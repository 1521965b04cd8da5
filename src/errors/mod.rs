// SPDX-License-Identifier: MIT OR Apache-2.0
// Copyright (c) 2025 e2eflow contributors

//! Error types with remediation hints
//!
//! Fatal configuration and tool-resolution errors carry a human-readable
//! hint (what flag to pass or what manual step to run) rather than a raw
//! fault trace.

use miette::Diagnostic;
use std::path::PathBuf;
use thiserror::Error;

/// Result type for e2eflow operations
pub type E2eflowResult<T> = Result<T, E2eflowError>;

/// Main error type for e2eflow
#[derive(Error, Debug, Diagnostic)]
pub enum E2eflowError {
    // ─────────────────────────────────────────────────────────────────────────
    // Configuration Errors
    // ─────────────────────────────────────────────────────────────────────────
    #[error("Options '{first}' and '{second}' are mutually exclusive")]
    #[diagnostic(
        code(e2eflow::configuration_conflict),
        help("Pass either {first} or {second}, not both. A dev-server target derives the base URL itself.")
    )]
    ConfigurationConflict { first: String, second: String },

    #[error("Invalid dev-server configuration for '{target}': {reason}")]
    #[diagnostic(code(e2eflow::invalid_service_config))]
    InvalidServiceConfig {
        target: String,
        reason: String,
        #[help]
        help: Option<String>,
    },

    #[error("Computed field '{field}' was already recorded by an earlier stage")]
    #[diagnostic(
        code(e2eflow::computed_field_conflict),
        help("Computed fields are append-only; a field may be recorded at most once per run")
    )]
    ComputedFieldConflict { field: String },

    // ─────────────────────────────────────────────────────────────────────────
    // Service Errors
    // ─────────────────────────────────────────────────────────────────────────
    #[error("Dev server '{target}' failed to start: {detail}")]
    #[diagnostic(code(e2eflow::service_start_failure))]
    ServiceStartFailure {
        target: String,
        detail: String,
        #[help]
        help: Option<String>,
    },

    // ─────────────────────────────────────────────────────────────────────────
    // Tool Errors
    // ─────────────────────────────────────────────────────────────────────────
    #[error("Tool '{tool}' not found")]
    #[diagnostic(code(e2eflow::tool_not_found), help("{suggestion}"))]
    ToolNotFound { tool: String, suggestion: String },

    // ─────────────────────────────────────────────────────────────────────────
    // Execution Errors
    // ─────────────────────────────────────────────────────────────────────────
    #[error("Test runner reported failure{}", detail.as_deref().map(|d| format!(": {d}")).unwrap_or_default())]
    #[diagnostic(code(e2eflow::subprocess_failure))]
    SubprocessFailure { detail: Option<String> },

    #[error("Stage '{stage}' (#{index}) failed")]
    #[diagnostic(code(e2eflow::stage_failed))]
    StageFailed {
        stage: String,
        index: usize,
        #[source]
        cause: Box<E2eflowError>,
    },

    #[error("Execution failed: {message}")]
    #[diagnostic(code(e2eflow::execution_failed))]
    ExecutionFailed {
        message: String,
        #[help]
        help: Option<String>,
    },

    // ─────────────────────────────────────────────────────────────────────────
    // File Errors
    // ─────────────────────────────────────────────────────────────────────────
    #[error("Failed to read file '{path}': {error}")]
    #[diagnostic(code(e2eflow::file_read_error))]
    FileReadError { path: PathBuf, error: String },

    #[error("Failed to write file '{path}': {error}")]
    #[diagnostic(code(e2eflow::file_write_error))]
    FileWriteError { path: PathBuf, error: String },

    #[error("No spec files matched pattern: {pattern}")]
    #[diagnostic(
        code(e2eflow::no_spec_files),
        help("Check that files matching '{pattern}' exist under your project root")
    )]
    NoSpecFiles { pattern: String },

    // ─────────────────────────────────────────────────────────────────────────
    // IO/System Errors
    // ─────────────────────────────────────────────────────────────────────────
    #[error("IO error: {message}")]
    #[diagnostic(code(e2eflow::io_error))]
    Io { message: String },

    #[error("YAML parsing error: {message}")]
    #[diagnostic(code(e2eflow::yaml_error))]
    Yaml { message: String },

    #[error("JSON parsing error: {message}")]
    #[diagnostic(code(e2eflow::json_error))]
    Json { message: String },

    #[error("Glob pattern error: {message}")]
    #[diagnostic(code(e2eflow::glob_error))]
    GlobPattern { message: String },
}

impl From<std::io::Error> for E2eflowError {
    fn from(e: std::io::Error) -> Self {
        Self::Io { message: e.to_string() }
    }
}

impl From<serde_yaml::Error> for E2eflowError {
    fn from(e: serde_yaml::Error) -> Self {
        Self::Yaml { message: e.to_string() }
    }
}

impl From<serde_json::Error> for E2eflowError {
    fn from(e: serde_json::Error) -> Self {
        Self::Json { message: e.to_string() }
    }
}

impl From<glob::PatternError> for E2eflowError {
    fn from(e: glob::PatternError) -> Self {
        Self::GlobPattern { message: e.to_string() }
    }
}

impl E2eflowError {
    /// Mutually exclusive options were both set
    pub fn conflict(first: &str, second: &str) -> Self {
        Self::ConfigurationConflict {
            first: first.to_string(),
            second: second.to_string(),
        }
    }

    /// Driver-update tool resolution exhausted every probe location
    pub fn driver_tool_not_found(probed: &[PathBuf]) -> Self {
        let locations = probed
            .iter()
            .map(|p| format!("  - {}", p.display()))
            .collect::<Vec<_>>()
            .join("\n");

        Self::ToolNotFound {
            tool: "webdriver-manager".to_string(),
            suggestion: format!(
                "Probed:\n{}\nUpdate the driver manually ('e2eflow update' or 'webdriver-manager update'), \
                 then re-run without --update-driver.",
                locations
            ),
        }
    }

    /// Invalid service configuration with context
    pub fn invalid_service(target: &str, reason: impl Into<String>) -> Self {
        Self::InvalidServiceConfig {
            target: target.to_string(),
            reason: reason.into(),
            help: None,
        }
    }

    /// Returns true for the variants that represent a failed terminal event
    /// rather than a raised fault.
    pub fn is_terminal_failure(&self) -> bool {
        matches!(self, Self::SubprocessFailure { .. })
    }
}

════════

Directions:
With nothing left out, return each entry exactly.

Your response:
repository 1521965b04cd8da5
filename src/errors/mod.rs
// SPDX-License-Identifier: MIT OR Apache-2.0
// Copyright (c) 2025 e2eflow contributors

//! Error types with remediation hints
//!
//! Fatal configuration and tool-resolution errors carry a human-readable
//! hint (what flag to pass or what manual step to run) rather than a raw
//! fault trace.

use miette::Diagnostic;
use std::path::PathBuf;
use thiserror::Error;

/// Result type for e2eflow operations
pub type E2eflowResult<T> = Result<T, E2eflowError>;

/// Main error type for e2eflow
#[derive(Error, Debug, Diagnostic)]
pub enum E2eflowError {
    // ─────────────────────────────────────────────────────────────────────────
    // Configuration Errors
    // ─────────────────────────────────────────────────────────────────────────
    #[error("Options '{first}' and '{second}' are mutually exclusive")]
    #[diagnostic(
        code(e2eflow::configuration_conflict),
        help("Pass either {first} or {second}, not both. A dev-server target derives the base URL itself.")
    )]
    ConfigurationConflict { first: String, second: String },

    #[error("Invalid dev-server configuration for '{target}': {reason}")]
    #[diagnostic(code(e2eflow::invalid_service_config))]
    InvalidServiceConfig {
        target: String,
        reason: String,
        #[help]
        help: Option<String>,
    },

    #[error("Computed field '{field}' was already recorded by an earlier stage")]
    #[diagnostic(
        code(e2eflow::computed_field_conflict),
        help("Computed fields are append-only; a field may be recorded at most once per run")
    )]
    ComputedFieldConflict { field: String },

    // ─────────────────────────────────────────────────────────────────────────
    // Service Errors
    // ─────────────────────────────────────────────────────────────────────────
    #[error("Dev server '{target}' failed to start: {detail}")]
    #[diagnostic(code(e2eflow::service_start_failure))]
    ServiceStartFailure {
        target: String,
        detail: String,
        #[help]
        help: Option<String>,
    },

    // ─────────────────────────────────────────────────────────────────────────
    // Tool Errors
    // ─────────────────────────────────────────────────────────────────────────
    #[error("Tool '{tool}' not found")]
    #[diagnostic(code(e2eflow::tool_not_found), help("{suggestion}"))]
    ToolNotFound { tool: String, suggestion: String },

    // ─────────────────────────────────────────────────────────────────────────
    // Execution Errors
    // ─────────────────────────────────────────────────────────────────────────
    #[error("Test runner reported failure{}", detail.as_deref().map(|d| format!(": {d}")).unwrap_or_default())]
    #[diagnostic(code(e2eflow::subprocess_failure))]
    SubprocessFailure { detail: Option<String> },

    #[error("Stage '{stage}' (#{index}) failed")]
    #[diagnostic(code(e2eflow::stage_failed))]
    StageFailed {
        stage: String,
        index: usize,
        #[source]
        cause: Box<E2eflowError>,
    },

    #[error("Execution failed: {message}")]
    #[diagnostic(code(e2eflow::execution_failed))]
    ExecutionFailed {
        message: String,
        #[help]
        help: Option<String>,
    },

    // ─────────────────────────────────────────────────────────────────────────
    // File Errors
    // ─────────────────────────────────────────────────────────────────────────
    #[error("Failed to read file '{path}': {error}")]
    #[diagnostic(code(e2eflow::file_read_error))]
    FileReadError { path: PathBuf, error: String },

    #[error("Failed to write file '{path}': {error}")]
    #[diagnostic(code(e2eflow::file_write_error))]
    FileWriteError { path: PathBuf, error: String },

    #[error("No spec files matched pattern: {pattern}")]
    #[diagnostic(
        code(e2eflow::no_spec_files),
        help("Check that files matching '{pattern}' exist under your project root")
    )]
    NoSpecFiles { pattern: String },

    // ─────────────────────────────────────────────────────────────────────────
    // IO/System Errors
    // ─────────────────────────────────────────────────────────────────────────
    #[error("IO error: {message}")]
    #[diagnostic(code(e2eflow::io_error))]
    Io { message: String },

    #[error("YAML parsing error: {message}")]
    #[diagnostic(code(e2eflow::yaml_error))]
    Yaml { message: String },

    #[error("JSON parsing error: {message}")]
    #[diagnostic(code(e2eflow::json_error))]
    Json { message: String },

    #[error("Glob pattern error: {message}")]
    #[diagnostic(code(e2eflow::glob_error))]
    GlobPattern { message: String },
}

impl From<std::io::Error> for E2eflowError {
    fn from(e: std::io::Error) -> Self {
        Self::Io { message: e.to_string() }
    }
}

impl From<serde_yaml::Error> for E2eflowError {
    fn from(e: serde_yaml::Error) -> Self {
        Self::Yaml { message: e.to_string() }
    }
}

impl From<serde_json::Error> for E2eflowError {
    fn from(e: serde_json::Error) -> Self {
        Self::Json { message: e.to_string() }
    }
}

impl From<glob::PatternError> for E2eflowError {
    fn from(e: glob::PatternError) -> Self {
        Self::GlobPattern { message: e.to_string() }
    }
}

impl E2eflowError {
    /// Mutually exclusive options were both set
    pub fn conflict(first: &str, second: &str) -> Self {
        Self::ConfigurationConflict {
            first: first.to_string(),
            second: second.to_string(),
        }
    }

    /// Driver-update tool resolution exhausted every probe location
    pub fn driver_tool_not_found(probed: &[PathBuf]) -> Self {
        let locations = probed
            .iter()
            .map(|p| format!("  - {}", p.display()))
            .collect::<Vec<_>>()
            .join("\n");

        Self::ToolNotFound {
            tool: "webdriver-manager".to_string(),
            suggestion: format!(
                "Probed:\n{}\nUpdate the driver manually ('e2eflow update' or 'webdriver-manager update'), \
                 then re-run without --update-driver.",
                locations
            ),
        }
    }

    /// Invalid service configuration with context
    pub fn invalid_service(target: &str, reason: impl Into<String>) -> Self {
        Self::InvalidServiceConfig {
            target: target.to_string(),
            reason: reason.into(),
            help: None,
        }
    }

    /// Returns true for the variants that represent a failed terminal event
    /// rather than a raised fault.
    pub fn is_terminal_failure(&self) -> bool {
        matches!(self, Self::SubprocessFailure { .. })
    }
}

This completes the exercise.